Dia melihat dilema; negara-negara kurang bersedia membiayai rekonstruksi sebelum solusi politik ditemukan, tetapi mereka juga menyadari perlunya untuk segera membantu orang dalam membangun kembali kota dan mata pencaharian mereka.
"Kami berusaha membantu ... tetapi sampai kami memiliki penyelesaian politik, pekerjaan yang akan dilakukan UNDP di Suriah pada dasarnya sangat terbatas," kata Steiner.
Terlepas dari tantangan global - yang juga termasuk pembangunan rendah di Burundi, Chad, Sudan Selatan, Republik Afrika Tengah dan Niger, dan memburuknya kondisi kehidupan di Gaza - Steiner memandang masa depan "dengan harapan".
Menurutnya, tingkat kemiskinan ekstrem telah turun secara signifikan di seluruh dunia, sementara faktor-faktor seperti melek huruf, harapan hidup, dan gizi telah meningkat, sehingga "kisah pembangunan selama 100 tahun terakhir adalah kisah kemajuan dan kesuksesan yang fenomenal".

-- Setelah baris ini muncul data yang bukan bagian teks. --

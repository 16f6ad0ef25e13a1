//! Database layer with `SeaORM` entities and scoped repositories.
//!
//! This crate provides:
//! - `SeaORM` entity definitions
//! - A tenant-scoped connection (`TenantConn`) that binds every query of a
//!   request to one company
//! - Repository abstractions for data access
//! - Database migrations

pub mod entities;
pub mod migration;
pub mod repositories;
pub mod scope;

pub use repositories::{
    AccountRepository, CompanyRepository, DocumentRepository, InstallmentRepository,
    JournalRepository, PartyRepository,
};
pub use scope::{ScopeExt, TenantConn};

use sea_orm::{Database, DatabaseConnection, DbErr};

/// Establishes a connection to the database.
///
/// # Errors
///
/// Returns an error if the connection cannot be established.
pub async fn connect(database_url: &str) -> Result<DatabaseConnection, DbErr> {
    Database::connect(database_url).await
}
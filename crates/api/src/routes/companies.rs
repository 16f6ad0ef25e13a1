//! Company provisioning and selection routes.
//!
//! Companies are the tenants themselves; these endpoints back tenant
//! selection and provisioning and therefore run outside any company scope.

use axum::{
    Json, Router,
    extract::State,
    http::StatusCode,
    response::{IntoResponse, Response},
    routing::{get, post},
};
use serde::{Deserialize, Serialize};
use serde_json::json;
use uuid::Uuid;

use gestra_db::repositories::{CompanyRepository, CreateCompanyInput};

use crate::middleware::AuthUser;
use crate::responses::fail;
use crate::AppState;

/// Creates the company routes.
pub fn routes() -> Router<AppState> {
    Router::new()
        .route("/companies", get(list_companies))
        .route("/companies", post(create_company))
}

/// Request body for creating a company.
#[derive(Debug, Deserialize)]
pub struct CreateCompanyRequest {
    /// Legal name.
    pub name: String,
    /// VAT number.
    pub vat_number: Option<String>,
}

/// Response for a company.
#[derive(Debug, Serialize)]
pub struct CompanyResponse {
    /// Company ID.
    pub id: Uuid,
    /// Legal name.
    pub name: String,
    /// VAT number.
    pub vat_number: Option<String>,
    /// Active flag.
    pub is_active: bool,
}

/// GET `/companies` - List active companies for tenant selection.
async fn list_companies(State(state): State<AppState>, _auth: AuthUser) -> Response {
    match CompanyRepository::list_active(&state.db).await {
        Ok(companies) => {
            let items: Vec<CompanyResponse> = companies
                .into_iter()
                .map(|c| CompanyResponse {
                    id: c.id,
                    name: c.name,
                    vat_number: c.vat_number,
                    is_active: c.is_active,
                })
                .collect();
            (StatusCode::OK, Json(json!({ "companies": items }))).into_response()
        }
        Err(e) => fail(e),
    }
}

/// POST `/companies` - Provision a new company.
async fn create_company(
    State(state): State<AppState>,
    _auth: AuthUser,
    Json(payload): Json<CreateCompanyRequest>,
) -> Response {
    match CompanyRepository::create(
        &state.db,
        CreateCompanyInput {
            name: payload.name,
            vat_number: payload.vat_number,
        },
    )
    .await
    {
        Ok(company) => (
            StatusCode::CREATED,
            Json(json!({
                "company": CompanyResponse {
                    id: company.id,
                    name: company.name,
                    vat_number: company.vat_number,
                    is_active: company.is_active,
                }
            })),
        )
            .into_response(),
        Err(e) => fail(e),
    }
}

"Kita hari ini adalah generasi yang sebenarnya berada dalam posisi untuk menghilangkan kemiskinan ekstrem. Ini pertama kalinya kita bisa mengatakan itu dalam sejarah. Sekarang, apakah itu akan terjadi? Banyak tergantung pada apa yang akan dilakukan banyak orang."
Dia percaya bahwa pembangunan yang sukses terkait langsung dengan pemerintah yang berinvestasi dengan cerdas.
"Ini adalah ... masalah prioritas politik," katanya, "dan mungkin bertanya pada diri sendiri berapa banyak uang yang akan kita investasikan dalam gagasan ilusi bahwa militer menjamin keamanan nasional kita ketika kemiskinan dan kemelaratan serta perasaan tidak adil telah benar-benar berada di jantung dari hampir setiap perselisihan sipil, konflik.